As the protests wound down, that reason for restraint disappeared as well. The current conflagration began after Israel killed three fighters belonging to Palestinian Islamic Jihad after the group, which is close to Iran, planted an explosive device near the border. Palestinian Islamic Jihad retaliated with the barrage on Tuesday. “Israel viewed the barrage as Islamic Jihad and Hamas seeking to ‘change the rules of the game,’” said Thrall. “But for Islamic Jihad and Hamas, [it] was precisely the opposite: It was an attempt to restore the old rules of the game, in which Israel was to expect a response when it attacked targets in Gaza.”

The Israeli military sees an Iranian hand behind the violence. Palestinian Islamic Jihad “takes its marching orders from Tehran,” said Amos Yadlin, a former head of Israeli military intelligence. Iran enlisted the group to strike Israel in retribution for Israeli strikes against Iranian soldiers and facilities in Syria in recent months, he said, and once the clashes had begun Hamas had no choice but to join in. “It could not allow itself to be perceived as marginalized in the context of the Palestinian struggle against Israel.”

It is indeed true that Hamas has repaired its alliance with Iran over the past year. When I last met with Hamas officials, several weeks ago, they told me that their ties with Tehran were stronger than what they had been before the Syrian war—a conflict in which Hamas found itself on opposite sides from its powerful patron, and which resulted in a severe deterioration of the relationship. Given this regional dynamic, it is possible that Hamas did not believe it was in a position to restrain Islamic Jihad, Tehran’s ally, once it decided to retaliate.

But Hamas’s relationship with its southern neighbor, Egypt, might pave the way for a de-escalation of the conflict. Egyptian officials see Hamas as an organization with ties to both the Muslim Brotherhood, the military-backed government in Cairo’s mortal enemy, and to Tehran, the preeminent foe of its primary regional ally, Saudi Arabia. Hamas supported former Egyptian President Mohammed Morsi, a member of the Muslim Brotherhood, but officially severed its links to the Brotherhood last year in a bid to improve ties with Egypt and Gulf states.

Despite their differences, Hamas officials are well aware that they cannot afford to ignore Egyptian wishes. Geography, in this case, is destiny: Egypt controls the southern crossing with Gaza, and also has the power to destroy tunnels used to smuggle goods that run under the border. For this reason, Hamas’s leader, Ismail Haniyeh, visited Cairo shortly before this month’s “March of Return” protests in a bid to assuage Egyptian concerns about the demonstrations. And it may account for Egypt’s success so far in reestablishing the ceasefire between Hamas and Israel.
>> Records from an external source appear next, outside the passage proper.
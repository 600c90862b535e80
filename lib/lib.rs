#![allow(clippy::collapsible_if)]
#![cfg_attr(test, recursion_limit = "1024")]

/// Chess domain types.
pub mod chess;
/// Static position evaluation.
pub mod eval;
/// Minimax searching algorithm.
pub mod search;
/// Syzygy tablebase probing.
pub mod syzygy;
/// UCI protocol.
pub mod uci;
/// Assorted utilities.
pub mod util;
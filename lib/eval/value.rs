use derive_more::with_trait::{Add, AddAssign, Neg, Sub, SubAssign};

/// The maximum number of plies a search may reach.
pub const MAX_PLY: i32 = 246;

/// The minimax score, in centipawn-ish units.
///
/// Mate scores are encoded as `MATE - ply` (winning) and `-MATE + ply`
/// (losing); the band just below is reserved for tablebase wins.
#[derive(
    Debug,
    Default,
    Copy,
    Clone,
    Eq,
    PartialEq,
    Ord,
    PartialOrd,
    Hash,
    Add,
    AddAssign,
    Sub,
    SubAssign,
    Neg,
)]
#[cfg_attr(test, derive(test_strategy::Arbitrary))]
pub struct Value(pub i32);

impl Value {
    pub const ZERO: Value = Value(0);
    pub const DRAW: Value = Value(0);
    pub const KNOWN_WIN: Value = Value(10000);
    pub const MATE: Value = Value(32000);
    pub const INFINITE: Value = Value(32001);
    pub const NONE: Value = Value(32002);

    pub const MATE_IN_MAX_PLY: Value = Value(Self::MATE.0 - MAX_PLY);
    pub const MATED_IN_MAX_PLY: Value = Value(-Self::MATE_IN_MAX_PLY.0);
    pub const TB_WIN_IN_MAX_PLY: Value = Value(Self::MATE.0 - 2 * MAX_PLY);
    pub const TB_LOSS_IN_MAX_PLY: Value = Value(-Self::TB_WIN_IN_MAX_PLY.0);

    #[inline(always)]
    pub const fn new(v: i32) -> Self {
        Value(v)
    }

    #[inline(always)]
    pub const fn get(self) -> i32 {
        self.0
    }

    /// The score for mating in `ply` plies.
    #[inline(always)]
    pub const fn mate_in(ply: i32) -> Self {
        Value(Self::MATE.0 - ply)
    }

    /// The score for being mated in `ply` plies.
    #[inline(always)]
    pub const fn mated_in(ply: i32) -> Self {
        Value(-Self::MATE.0 + ply)
    }

    /// Whether this score lies in the proven-mate bands.
    #[inline(always)]
    pub const fn is_mate(self) -> bool {
        self.0 >= Self::MATE_IN_MAX_PLY.0 || self.0 <= Self::MATED_IN_MAX_PLY.0
    }

    /// Adjusts a mate or tablebase score from "plies from the root" to
    /// "plies from the current position" before storing it in the
    /// transposition table. Standard scores are unchanged.
    #[inline(always)]
    pub fn to_tt(self, ply: i32) -> Self {
        debug_assert!(self != Self::NONE);

        if self >= Self::TB_WIN_IN_MAX_PLY {
            Value(self.0 + ply)
        } else if self <= Self::TB_LOSS_IN_MAX_PLY {
            Value(self.0 - ply)
        } else {
            self
        }
    }

    /// The inverse of [`Self::to_tt`].
    ///
    /// For mate scores close to the 50-move horizon, an optimal tablebase
    /// score is returned instead so that an unreachable mate is never
    /// reported.
    #[inline(always)]
    pub fn from_tt(self, ply: i32, rule50: u8) -> Self {
        if self == Self::NONE {
            return Self::NONE;
        }

        if self >= Self::TB_WIN_IN_MAX_PLY {
            if self >= Self::MATE_IN_MAX_PLY && Self::MATE.0 - self.0 > 99 - rule50 as i32 {
                return Value(Self::MATE_IN_MAX_PLY.0 - 1);
            }

            return Value(self.0 - ply);
        }

        if self <= Self::TB_LOSS_IN_MAX_PLY {
            if self <= Self::MATED_IN_MAX_PLY && Self::MATE.0 + self.0 > 99 - rule50 as i32 {
                return Value(Self::MATED_IN_MAX_PLY.0 + 1);
            }

            return Value(self.0 + ply);
        }

        self
    }
}

impl From<Value> for i32 {
    #[inline(always)]
    fn from(v: Value) -> Self {
        v.0
    }
}

#[cfg(test)]
mod tests {
    use super::*;
    use test_strategy::proptest;

    #[proptest]
    fn tt_encoding_round_trips_without_the_rule50_safeguard(
        #[strategy(-Value::MATE.0..=Value::MATE.0)] v: i32,
        #[strategy(0..MAX_PLY)] ply: i32,
    ) {
        let v = Value(v);
        assert_eq!(v.to_tt(ply).from_tt(ply, 0), v);
    }

    #[proptest]
    fn tt_encoding_preserves_ordinary_scores(
        #[strategy(Value::TB_LOSS_IN_MAX_PLY.0 + 1..Value::TB_WIN_IN_MAX_PLY.0)] v: i32,
        #[strategy(0..MAX_PLY)] ply: i32,
    ) {
        let v = Value(v);
        assert_eq!(v.to_tt(ply), v);
        assert_eq!(v.from_tt(ply, 0), v);
    }

    #[proptest]
    fn mate_scores_near_the_rule50_horizon_are_capped(#[strategy(0..40i32)] ply: i32) {
        let stored = Value::mate_in(2).to_tt(0);
        let decoded = stored.from_tt(ply, 98);
        assert_eq!(decoded, Value(Value::MATE_IN_MAX_PLY.0 - 1));
    }

    #[proptest]
    fn mate_in_fewer_plies_is_larger(#[strategy(0..MAX_PLY - 1)] ply: i32) {
        assert!(Value::mate_in(ply) > Value::mate_in(ply + 1));
        assert!(Value::mated_in(ply) < Value::mated_in(ply + 1));
    }

    #[test]
    fn score_bands_nest() {
        assert!(Value::MATE_IN_MAX_PLY > Value::TB_WIN_IN_MAX_PLY);
        assert!(Value::TB_WIN_IN_MAX_PLY > Value::KNOWN_WIN);
        assert!(Value::MATE > Value::MATE_IN_MAX_PLY);
        assert!(Value::INFINITE > Value::MATE);
    }
}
“Neither of the two sides wants a war now because Hamas knows it will pay a very heavy price, and Israel is focused on its northern front [with Lebanon and Syria],” said Yadlin. “Israel is also cognizant of the fact that it is difficult to produce any strategic achievements through another round of fighting in Gaza.”
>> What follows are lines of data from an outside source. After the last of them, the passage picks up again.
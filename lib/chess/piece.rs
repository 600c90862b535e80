use crate::chess::{Bitboard, Color, Flip, Magic, Perspective, Rank, Role, Square};
use derive_more::with_trait::{Display, Error};
use once_cell::sync::Lazy;
use std::str::FromStr;

/// A chess [piece][`Role`] of a certain [`Color`].
#[derive(Debug, Copy, Clone, Eq, PartialEq, Ord, PartialOrd, Hash)]
#[cfg_attr(test, derive(test_strategy::Arbitrary))]
#[repr(u8)]
pub enum Piece {
    WhitePawn,
    BlackPawn,
    WhiteKnight,
    BlackKnight,
    WhiteBishop,
    BlackBishop,
    WhiteRook,
    BlackRook,
    WhiteQueen,
    BlackQueen,
    WhiteKing,
    BlackKing,
}

static FORKS: Lazy<[[Bitboard; 64]; 2]> = Lazy::new(|| {
    let mut forks = [[Bitboard::empty(); 64]; 2];

    for color in Color::iter() {
        for wc in Square::iter() {
            let steps = [(-1, 1), (1, 1)];
            let moves = Bitboard::fill(wc.perspective(color), &steps, Bitboard::full());
            forks[color.index()][wc.index()] = moves.perspective(color).without(wc);
        }
    }

    forks
});

static JUMPS: Lazy<[Bitboard; 64]> = Lazy::new(|| {
    let mut jumps = [Bitboard::empty(); 64];

    for wc in Square::iter() {
        #[rustfmt::skip]
        let steps = [(-2, 1), (-1, 2), (1, 2), (2, 1), (2, -1), (1, -2), (-1, -2), (-2, -1)];
        jumps[wc.index()] = Bitboard::fill(wc, &steps, Bitboard::full()).without(wc);
    }

    jumps
});

static STEPS: Lazy<[Bitboard; 64]> = Lazy::new(|| {
    let mut slides = [Bitboard::empty(); 64];

    for wc in Square::iter() {
        #[rustfmt::skip]
        let steps = [(-1, 0), (-1, 1), (0, 1), (1, 1), (1, 0), (1, -1), (0, -1), (-1, -1)];
        slides[wc.index()] = Bitboard::fill(wc, &steps, Bitboard::full()).without(wc);
    }

    slides
});

static SLIDES: Lazy<Box<[Bitboard]>> = Lazy::new(|| {
    let mut bitboard = vec![Bitboard::empty(); 88772].into_boxed_slice();

    for wc in Square::iter() {
        let magic = Magic::bishop(wc);
        for bb in magic.mask().subsets() {
            let blockers = bb | !magic.mask();
            let steps = [(-1, 1), (1, 1), (1, -1), (-1, -1)];
            let moves = Bitboard::fill(wc, &steps, blockers).without(wc);
            let idx = (bb.0.wrapping_mul(magic.factor()) >> 55) as usize + magic.offset();
            debug_assert!(bitboard[idx] == moves || bitboard[idx] == Bitboard::empty());
            bitboard[idx] = moves;
        }

        let magic = Magic::rook(wc);
        for bb in magic.mask().subsets() {
            let blockers = bb | !magic.mask();
            let steps = [(-1, 0), (0, 1), (1, 0), (0, -1)];
            let moves = Bitboard::fill(wc, &steps, blockers).without(wc);
            let idx = (bb.0.wrapping_mul(magic.factor()) >> 52) as usize + magic.offset();
            debug_assert!(bitboard[idx] == moves || bitboard[idx] == Bitboard::empty());
            bitboard[idx] = moves;
        }
    }

    bitboard
});

impl Piece {
    /// Constructs [`Piece`] from a pair of [`Role`] and [`Color`].
    #[inline(always)]
    pub const fn new(r: Role, c: Color) -> Self {
        // The discriminant interleaves role and color.
        unsafe { std::mem::transmute::<u8, Piece>(c as u8 | ((r as u8) << 1)) }
    }

    /// An iterator over all pieces.
    #[inline(always)]
    pub fn iter() -> impl DoubleEndedIterator<Item = Piece> {
        Role::iter().flat_map(|r| Color::iter().map(move |c| Piece::new(r, c)))
    }

    #[inline(always)]
    pub const fn index(self) -> usize {
        self as usize
    }

    /// This piece's [`Role`].
    #[inline(always)]
    pub const fn role(self) -> Role {
        Role::from_index(self as u8 >> 1)
    }

    /// This piece's [`Color`].
    #[inline(always)]
    pub const fn color(self) -> Color {
        if self as u8 & 1 == 0 {
            Color::White
        } else {
            Color::Black
        }
    }

    /// This piece's possible attacks from a given square.
    #[inline(always)]
    pub fn attacks(self, wc: Square, occupied: Bitboard) -> Bitboard {
        match self.role() {
            Role::Pawn => FORKS[self.color().index()][wc.index()],
            Role::Knight => JUMPS[wc.index()],
            Role::King => STEPS[wc.index()],

            Role::Bishop => {
                let magic = Magic::bishop(wc);
                let blockers = occupied & magic.mask();
                let idx = (blockers.0.wrapping_mul(magic.factor()) >> 55) as usize + magic.offset();
                SLIDES[idx]
            }

            Role::Rook => {
                let magic = Magic::rook(wc);
                let blockers = occupied & magic.mask();
                let idx = (blockers.0.wrapping_mul(magic.factor()) >> 52) as usize + magic.offset();
                SLIDES[idx]
            }

            Role::Queen => {
                let magic = Magic::bishop(wc);
                let blockers = occupied & magic.mask();
                let idb = (blockers.0.wrapping_mul(magic.factor()) >> 55) as usize + magic.offset();
                let magic = Magic::rook(wc);
                let blockers = occupied & magic.mask();
                let idr = (blockers.0.wrapping_mul(magic.factor()) >> 52) as usize + magic.offset();
                SLIDES[idb] | SLIDES[idr]
            }
        }
    }

    /// This piece's possible moves from a given square.
    ///
    /// For pawns this returns pushes only; captures come from [`Self::attacks`].
    #[inline(always)]
    pub fn moves(self, wc: Square, ours: Bitboard, theirs: Bitboard) -> Bitboard {
        let occ = ours ^ theirs;
        if self.role() != Role::Pawn {
            self.attacks(wc, occ) & !ours
        } else {
            let empty = !occ;
            let color = self.color();
            let third = Rank::Third.bitboard();
            let push = (wc.bitboard().perspective(color) << 8).perspective(color) & empty;
            push | ((push.perspective(color) & third) << 8).perspective(color) & empty
        }
    }
}

impl Flip for Piece {
    /// Mirrors this piece's [`Color`].
    #[inline(always)]
    fn flip(self) -> Self {
        Piece::new(self.role(), !self.color())
    }
}

impl Display for Piece {
    fn fmt(&self, f: &mut std::fmt::Formatter<'_>) -> std::fmt::Result {
        f.write_str(match self {
            Piece::WhitePawn => "P",
            Piece::BlackPawn => "p",
            Piece::WhiteKnight => "N",
            Piece::BlackKnight => "n",
            Piece::WhiteBishop => "B",
            Piece::BlackBishop => "b",
            Piece::WhiteRook => "R",
            Piece::BlackRook => "r",
            Piece::WhiteQueen => "Q",
            Piece::BlackQueen => "q",
            Piece::WhiteKing => "K",
            Piece::BlackKing => "k",
        })
    }
}

/// The reason why parsing [`Piece`] failed.
#[derive(Debug, Display, Clone, Eq, PartialEq, Error)]
#[display("failed to parse piece")]
pub struct ParsePieceError;

impl FromStr for Piece {
    type Err = ParsePieceError;

    #[inline(always)]
    fn from_str(s: &str) -> Result<Self, Self::Err> {
        match s {
            "P" => Ok(Piece::WhitePawn),
            "p" => Ok(Piece::BlackPawn),
            "N" => Ok(Piece::WhiteKnight),
            "n" => Ok(Piece::BlackKnight),
            "B" => Ok(Piece::WhiteBishop),
            "b" => Ok(Piece::BlackBishop),
            "R" => Ok(Piece::WhiteRook),
            "r" => Ok(Piece::BlackRook),
            "Q" => Ok(Piece::WhiteQueen),
            "q" => Ok(Piece::BlackQueen),
            "K" => Ok(Piece::WhiteKing),
            "k" => Ok(Piece::BlackKing),
            _ => Err(ParsePieceError),
        }
    }
}

#[cfg(test)]
mod tests {
    use super::*;
    use test_strategy::proptest;

    #[test]
    fn piece_guarantees_zero_value_optimization() {
        assert_eq!(size_of::<Option<Piece>>(), size_of::<Piece>());
    }

    #[proptest]
    fn piece_has_a_color(r: Role, c: Color) {
        assert_eq!(Piece::new(r, c).color(), c);
    }

    #[proptest]
    fn piece_has_a_role(r: Role, c: Color) {
        assert_eq!(Piece::new(r, c).role(), r);
    }

    #[proptest]
    fn piece_cannot_attack_onto_themselves(p: Piece, wc: Square, bb: Bitboard) {
        assert!(!p.attacks(wc, bb).contains(wc));
    }

    #[proptest]
    fn piece_cannot_move_onto_themselves(p: Piece, wc: Square, a: Bitboard, b: Bitboard) {
        assert!(!p.moves(wc, a, b).contains(wc));
    }

    #[proptest]
    fn flipping_piece_preserves_role_and_mirrors_color(p: Piece) {
        assert_eq!(p.flip().role(), p.role());
        assert_eq!(p.flip().color(), !p.color());
    }

    #[proptest]
    fn parsing_printed_piece_is_an_identity(p: Piece) {
        assert_eq!(p.to_string().parse(), Ok(p));
    }

    #[test]
    fn rook_attacks_respect_blockers() {
        let occ = Square::E4.bitboard().with(Square::E6).with(Square::B4);
        let attacks = Piece::WhiteRook.attacks(Square::E4, occ);
        assert!(attacks.contains(Square::E6));
        assert!(!attacks.contains(Square::E7));
        assert!(attacks.contains(Square::B4));
        assert!(!attacks.contains(Square::A4));
        assert!(attacks.contains(Square::E1));
    }

    #[test]
    fn bishop_attacks_respect_blockers() {
        let occ = Square::D4.bitboard().with(Square::F6);
        let attacks = Piece::BlackBishop.attacks(Square::D4, occ);
        assert!(attacks.contains(Square::F6));
        assert!(!attacks.contains(Square::G7));
        assert!(attacks.contains(Square::A1));
        assert!(attacks.contains(Square::A7));
    }
}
That might be the logical response, but wars have a logic all of their own. If that mortar shell landed in that kibbutz’s kindergarten while it was full of children, the furious Israeli response would have no doubt provoked a furious Hamas retaliation—and the two sides would have come to believe that there was no alternative to war. “Neither Israel nor Hamas want a war right now,” Thrall said. “But both are dangerously close to participating in one.”